### PROBLEM DESCRIPTION
State how many lines of the data contain the word "index", and write nothing besides the number.

Stored data entries:
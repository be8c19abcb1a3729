use std::time::Duration;

use futures::lock::Mutex;
use once_cell::sync::OnceCell;
use serde_json::Value;
use snapfix_result::Result;

use crate::{Database, DatabaseInfo, Image, Issue, NewIssue};

/// Data access for reported issues and their photographs
///
/// The store connection is opened on first use. Concurrent callers wait on
/// the single attempt in flight rather than opening connections of their own.
pub struct IssueRepository {
    info: DatabaseInfo,
    database: OnceCell<Database>,
    connecting: Mutex<()>,
}

impl IssueRepository {
    /// Create a repository which connects lazily using the given information
    pub fn new(info: DatabaseInfo) -> IssueRepository {
        IssueRepository {
            info,
            database: OnceCell::new(),
            connecting: Mutex::new(()),
        }
    }

    /// Create a repository around an existing connection
    pub fn from_database(db: Database) -> IssueRepository {
        IssueRepository {
            info: DatabaseInfo::Reference,
            database: OnceCell::with_value(db),
            connecting: Mutex::new(()),
        }
    }

    /// Get the store connection, connecting if this is the first use
    pub async fn database(&self) -> Result<&Database> {
        if let Some(db) = self.database.get() {
            return Ok(db);
        }

        let _guard = self.connecting.lock().await;
        if let Some(db) = self.database.get() {
            return Ok(db);
        }

        let db = self.info.clone().connect().await?;
        Ok(self.database.get_or_init(|| db))
    }

    /// Store a new issue and its photograph, returning the photograph's blob id
    pub async fn create_issue(&self, id: &str, image: &[u8], issue: NewIssue) -> Result<String> {
        Issue::create(self.database().await?, id, image, issue)
            .await
            .inspect_err(|err| error!("Failed to store issue {id}: {err:?}"))
    }

    /// Replace the report of a pending issue after it was declined
    ///
    /// Returns `false` if there is no pending issue with this id.
    pub async fn update_decline_report(
        &self,
        id: &str,
        report: Value,
        decline_reason: &str,
    ) -> Result<bool> {
        Issue::decline(self.database().await?, id, report, decline_reason).await
    }

    /// List every issue, most recently written first
    pub async fn list_issues(&self) -> Result<Vec<Issue>> {
        Issue::fetch_all(self.database().await?).await
    }

    /// Fetch a single issue, `None` if it does not exist
    pub async fn get_issue(&self, id: &str) -> Result<Option<Issue>> {
        Issue::fetch(self.database().await?, id).await
    }

    /// Move an issue to one of `pending`, `accepted`, `rejected` or `completed`
    ///
    /// Returns `false` if there is no issue with this id.
    pub async fn update_status(&self, id: &str, status: &str) -> Result<bool> {
        Issue::set_status(self.database().await?, id, status).await
    }

    /// Download the photograph of an issue
    pub async fn get_image(&self, id: &str) -> Result<Vec<u8>> {
        Image::fetch_for_issue(self.database().await?, id).await
    }

    /// Delete photographs older than the grace period that no issue refers to
    pub async fn reconcile_orphaned_images(&self, grace_period: Duration) -> Result<usize> {
        Image::prune_orphans(self.database().await?, grace_period).await
    }
}

#[cfg(test)]
mod tests {
    use std::time::Duration;

    use serde_json::json;

    use crate::{
        Authority, Database, DatabaseInfo, IssueRepository, IssueStatus, NewIssue,
        ResponsibleAuthority,
    };

    fn report(summary: &str) -> serde_json::Value {
        json!({
            "issue_overview": { "summary_explanation": summary },
            "template_fields": { "oid": "rpt", "timezone_name": "UTC" }
        })
    }

    fn new_issue(summary: &str) -> NewIssue {
        NewIssue {
            report: report(summary),
            address: "400 Elm Ave".to_string(),
            zip_code: Some("30301".to_string()),
            latitude: 33.75,
            longitude: -84.39,
            issue_type: "Streetlight".to_string(),
            severity: "Medium".to_string(),
            category: "Utilities".to_string(),
            priority: "Low".to_string(),
            user_email: None,
            responsible_authorities: vec![
                ResponsibleAuthority {
                    name: Some("Power".to_string()),
                    email: Some("power@example.gov".to_string()),
                },
                ResponsibleAuthority {
                    name: None,
                    email: Some("lights@example.gov".to_string()),
                },
            ],
            available_authorities: None,
        }
    }

    #[tokio::test]
    async fn connects_lazily_once() {
        let repository = IssueRepository::new(DatabaseInfo::Reference);

        let first = repository.database().await.unwrap() as *const Database;
        let second = repository.database().await.unwrap() as *const Database;
        assert_eq!(first, second);
    }

    #[tokio::test]
    async fn concurrent_first_use_shares_one_connection() {
        let repository = IssueRepository::new(DatabaseInfo::Reference);

        let (a, b) = futures::join!(repository.database(), repository.database());
        let (a, b) = (a.unwrap(), b.unwrap());

        match (a, b) {
            (Database::Reference(a), Database::Reference(b)) => {
                assert!(std::sync::Arc::ptr_eq(&a.issues, &b.issues))
            }
            #[allow(unreachable_patterns)]
            _ => unreachable!(),
        }
    }

    #[tokio::test]
    async fn issue_lifecycle() {
        database_test!(|db| async move {
            let repository = IssueRepository::from_database(db);

            let image_id = repository
                .create_issue("light-1", b"photo", new_issue("Streetlight out"))
                .await
                .unwrap();
            assert!(!image_id.is_empty());

            let issue = repository.get_issue("light-1").await.unwrap().unwrap();
            assert_eq!(issue.image_id, image_id);
            assert_eq!(
                issue.authority_email,
                vec!["power@example.gov", "lights@example.gov"]
            );
            assert_eq!(issue.authority_name, vec!["Power", "City Department"]);
            assert_eq!(issue.authority_email.len(), issue.authority_name.len());

            assert!(repository
                .update_decline_report("light-1", report("Streetlight flickering"), "Unclear")
                .await
                .unwrap());

            let issue = repository.get_issue("light-1").await.unwrap().unwrap();
            assert_eq!(issue.decline_history.len(), 1);
            assert_eq!(issue.decline_reason.as_deref(), Some("Unclear"));

            assert!(repository.update_status("light-1", "accepted").await.unwrap());
            let issue = repository.get_issue("light-1").await.unwrap().unwrap();
            assert_eq!(issue.status, IssueStatus::Accepted);
            assert_eq!(issue.decline_reason, None);
            assert!(issue.decline_history.is_empty());

            assert!(!repository
                .update_decline_report("light-1", report("Again"), "Unclear")
                .await
                .unwrap());

            assert_eq!(repository.get_image("light-1").await.unwrap(), b"photo");
            assert!(repository.get_issue("missing").await.unwrap().is_none());
            assert!(repository
                .get_image("missing")
                .await
                .unwrap_err()
                .is_not_found());
        });
    }

    #[tokio::test]
    async fn list_is_newest_first_and_populated() {
        database_test!(|db| async move {
            let repository = IssueRepository::from_database(db.clone());

            for index in 0..3 {
                repository
                    .create_issue(
                        &format!("issue-{index}"),
                        b"photo",
                        new_issue(&format!("Issue {index}")),
                    )
                    .await
                    .unwrap();

                // distinct timestamps
                tokio::time::sleep(Duration::from_millis(5)).await;
            }

            repository.update_status("issue-0", "completed").await.unwrap();

            if let Database::Reference(reference) = &db {
                reference.issues.lock().await.insert(
                    "legacy".to_string(),
                    json!({ "_id": "legacy", "timestamp": "2001-01-01T00:00:00" }),
                );
            }

            let issues = repository.list_issues().await.unwrap();
            let ids: Vec<&str> = issues.iter().map(|issue| issue.id.as_str()).collect();
            assert_eq!(ids[..3], ["issue-0", "issue-2", "issue-1"]);

            for pair in issues.windows(2) {
                assert!(pair[0].timestamp >= pair[1].timestamp);
            }

            for issue in &issues {
                assert!(!issue.severity.is_empty());
                assert!(!issue.category.is_empty());
                assert!(!issue.priority.is_empty());
                assert!(!issue.available_authorities.is_empty());
                assert!(issue.available_authorities.iter().all(Authority::is_complete));
            }
        });
    }

    #[tokio::test]
    async fn validation_errors_are_reported() {
        database_test!(|db| async move {
            let repository = IssueRepository::from_database(db);

            let error = repository
                .create_issue(
                    "bad",
                    b"photo",
                    NewIssue {
                        category: String::new(),
                        ..new_issue("Bad")
                    },
                )
                .await
                .unwrap_err();
            assert!(error.is_validation());

            let error = repository.update_status("bad", "closed").await.unwrap_err();
            assert!(error.is_validation());

            assert!(repository.list_issues().await.unwrap().is_empty());
        });
    }

    #[tokio::test]
    async fn reconcile_removes_orphans() {
        database_test!(|db| async move {
            let repository = IssueRepository::from_database(db.clone());
            repository
                .create_issue("kept", b"photo", new_issue("Kept"))
                .await
                .unwrap();
            db.upload_image("lost.jpg", "lost", b"photo").await.unwrap();

            assert_eq!(
                repository
                    .reconcile_orphaned_images(Duration::ZERO)
                    .await
                    .unwrap(),
                1
            );
            assert!(repository.get_image("kept").await.is_ok());
            assert!(repository.get_image("lost").await.unwrap_err().is_not_found());
        });
    }
}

### SOLVED EXERCISE
3